University of Iowa Hospitals and Clinics staff respond to the Black Lives Matter protest held near the hospital June 6

Following a Black Lives Matter march that gathered outside of the UIHC complex earlier this month, faculty and staff within it have shown support for the movement and the Black community.

The+Carver+College+of+Medicine+gathered+outside+the+Medical+Education+Research+Facility+for+White+Coats+for+Black+Lives+on+Friday%2C+June+5th%2C+2020.+The+medical+community+silently+nealt+for+ten+minutes+in+honor+of+Breonna+Taylor+and+to+protest+systemic+racism.+

The Carver College of Medicine gathered outside the Medical Education Research Facility for White Coats for Black Lives on Friday, June 5th, 2020. The medical community silently nealt for ten minutes in honor of Breonna Taylor and to protest systemic racism.

Lillian Poulsen, News Reporter

 


University of Iowa Hospitals and Clinics faculty and staff are showing their support for the Black Lives Matter movement, after protesters marched directly outside the emergency department and Colloton Pavilion on June 6.

As previously reported by The Daily Iowan, the protest began at the Pentacrest and evolved into a march that made a stop at the UIHC complex. Protesters chanted, and some spray painted the sides of the hospital near its emergency room.

According to an official statement made by UIHC CEO Suresh Gunasekaran, protesters didn’t disrupt the hospital’s operations, and employees and patients were able to safely enter and leave the building.

“I was onsite at UI Hospitals & Clinics with the protestors and observed a non-violent protest,” Gunasekaran wrote in the statement. “In fact, the protesters let multiple emergency vehicles through to UIHC.”

UIHC Staff Nurse Eric Kusiak said he and some of his coworkers were initially confused and upset that the protesters targeted the hospital, especially because they view it as a progressive and equitable institution — and one that supports the Black Lives Matter movement.

Since the start of demonstrations nationwide following the murder of George Floyd, UIHC has expressed support for the Black community. The hospital released a statement via Twitter June 2, calling violence and hate crimes against Black Americans a public-health concern.

UIHC also held #WhiteCoatsForBlackLives on June 5, an event where hundreds of healthcare employees showed their support for the Black community.

RELATED: Photos: “White Coats for Black Lives Matter” at UIHC

Kusiak said he and his colleagues’ opinions on the protests outside UIHC changed after Gunasekaran shared a message in their favor. Gunasekaran’s positive response allowed staff to see that the protests weren’t an attack against them as individuals, Kusiak said, but one against general inequality — including within the healthcare system.

“It’s important not to dwell on the acts themselves but what they represent – an angry, frustrated society that will no longer tolerate abuse and inequality,” Gunasekaran said in a statement. “We must all seek to understand these actions on a deeper level and look within ourselves to determine what we can do individually and collectively to fix this.”

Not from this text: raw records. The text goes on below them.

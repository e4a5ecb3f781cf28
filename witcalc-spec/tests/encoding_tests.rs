//! Wire encoding tests across the three element forms

use num_bigint::BigUint;
use num_traits::One;
use witcalc_spec::encoding::{LONG_FLAG, MONTGOMERY_FLAG};
use witcalc_spec::memory::{read_u32, write_u32};
use witcalc_spec::{load_element, store_element, FieldParams, SpecError, WireElement};

const BN254: &str =
    "21888242871839275222246405745257275088548364400416034343698204186575808495617";

fn bn254() -> FieldParams {
    FieldParams::new(BN254.parse().unwrap(), 32).unwrap()
}

// ============================================================================
// Round Trips at Form Boundaries
// ============================================================================

#[test]
fn test_boundary_roundtrips() {
    let field = bn254();
    let one = BigUint::one();
    let boundaries = [
        BigUint::from(0u32),
        field.short_max() - &one,
        field.short_max().clone(),
        field.short_min().clone(),
        field.short_min() + &one,
        field.prime() - &one,
    ];

    let mut mem = vec![0u8; 64];
    for value in boundaries {
        store_element(&mut mem, 16, &field, &value).unwrap();
        assert_eq!(load_element(&mem, 16, &field).unwrap(), value, "value {value}");
    }
}

#[test]
fn test_overwrite_long_with_short_then_long() {
    // A short store leaves the old payload behind; a later long store must
    // not pick up any of it
    let field = bn254();
    let mut mem = vec![0u8; 40];
    let big = field.short_min() - BigUint::one();
    store_element(&mut mem, 0, &field, &big).unwrap();
    store_element(&mut mem, 0, &field, &BigUint::from(9u32)).unwrap();
    assert_eq!(load_element(&mem, 0, &field).unwrap(), BigUint::from(9u32));

    let small_long = field.short_max().clone();
    store_element(&mut mem, 0, &field, &small_long).unwrap();
    assert_eq!(load_element(&mem, 0, &field).unwrap(), small_long);
}

// ============================================================================
// Guest-Written Elements
// ============================================================================

#[test]
fn test_decode_guest_montgomery_one() {
    // Guests commonly hold the constant 1 as R mod p in Montgomery form
    let field = bn254();
    let mut mem = vec![0u8; 40];
    write_u32(&mut mem, 4, LONG_FLAG | MONTGOMERY_FLAG).unwrap();
    let r_mod_p = field.r() % field.prime();
    let bytes = r_mod_p.to_bytes_le();
    mem[8..8 + bytes.len()].copy_from_slice(&bytes);

    assert_eq!(load_element(&mem, 0, &field).unwrap(), BigUint::one());
}

#[test]
fn test_decode_guest_short_negative() {
    let field = bn254();
    let mut mem = vec![0u8; 8];
    write_u32(&mut mem, 0, 0xFFFF_FFFE).unwrap();
    assert_eq!(
        load_element(&mem, 0, &field).unwrap(),
        field.prime() - BigUint::from(2u32)
    );
}

#[test]
fn test_short_forms_need_only_header() {
    let field = bn254();
    let mut mem = vec![0u8; 8];
    store_element(&mut mem, 0, &field, &BigUint::from(77u32)).unwrap();
    assert_eq!(read_u32(&mem, 0).unwrap(), 77);
    assert_eq!(read_u32(&mem, 4).unwrap(), 0);
    assert_eq!(
        WireElement::load(&mem, 0, field.n8()).unwrap(),
        WireElement::ShortPositive(77)
    );
}

#[test]
fn test_long_form_needs_payload_space() {
    let field = bn254();
    let mut mem = vec![0u8; 8];
    let err = store_element(&mut mem, 0, &field, field.short_max()).unwrap_err();
    assert!(matches!(err, SpecError::OutOfBounds { offset: 8, len: 32, size: 8 }));
}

Since these events, UIHC faculty and staff say they have noticed a change in the conversation surrounding health care and the Black community.

“The protests have started conversations, which is the important thing,” said UI Stead Family Children’s Hospital Pharmacy Technician Mitch O’Meara. “There are a lot of people that disagree with the actions, there are a lot of people that are supportive of that, and a lot of people that just don’t know.”

According to a study from the Institute of Medicine, people of color are more likely to receive lower-quality health care. The study credits legal discrimination in history as a reason Black people are less likely to receive adequate care.

Kusiak said he believes it’s important to listen to the experiences of people of color and learn more about how healthcare can be better for people of color.

“Communities of color do have less access to quality care,” Kusiak said. “The conversation is not about whether or not we condone vandalism, it should be about whether or not we, as healthcare workers, condone the fact that people of color tend to die sooner.”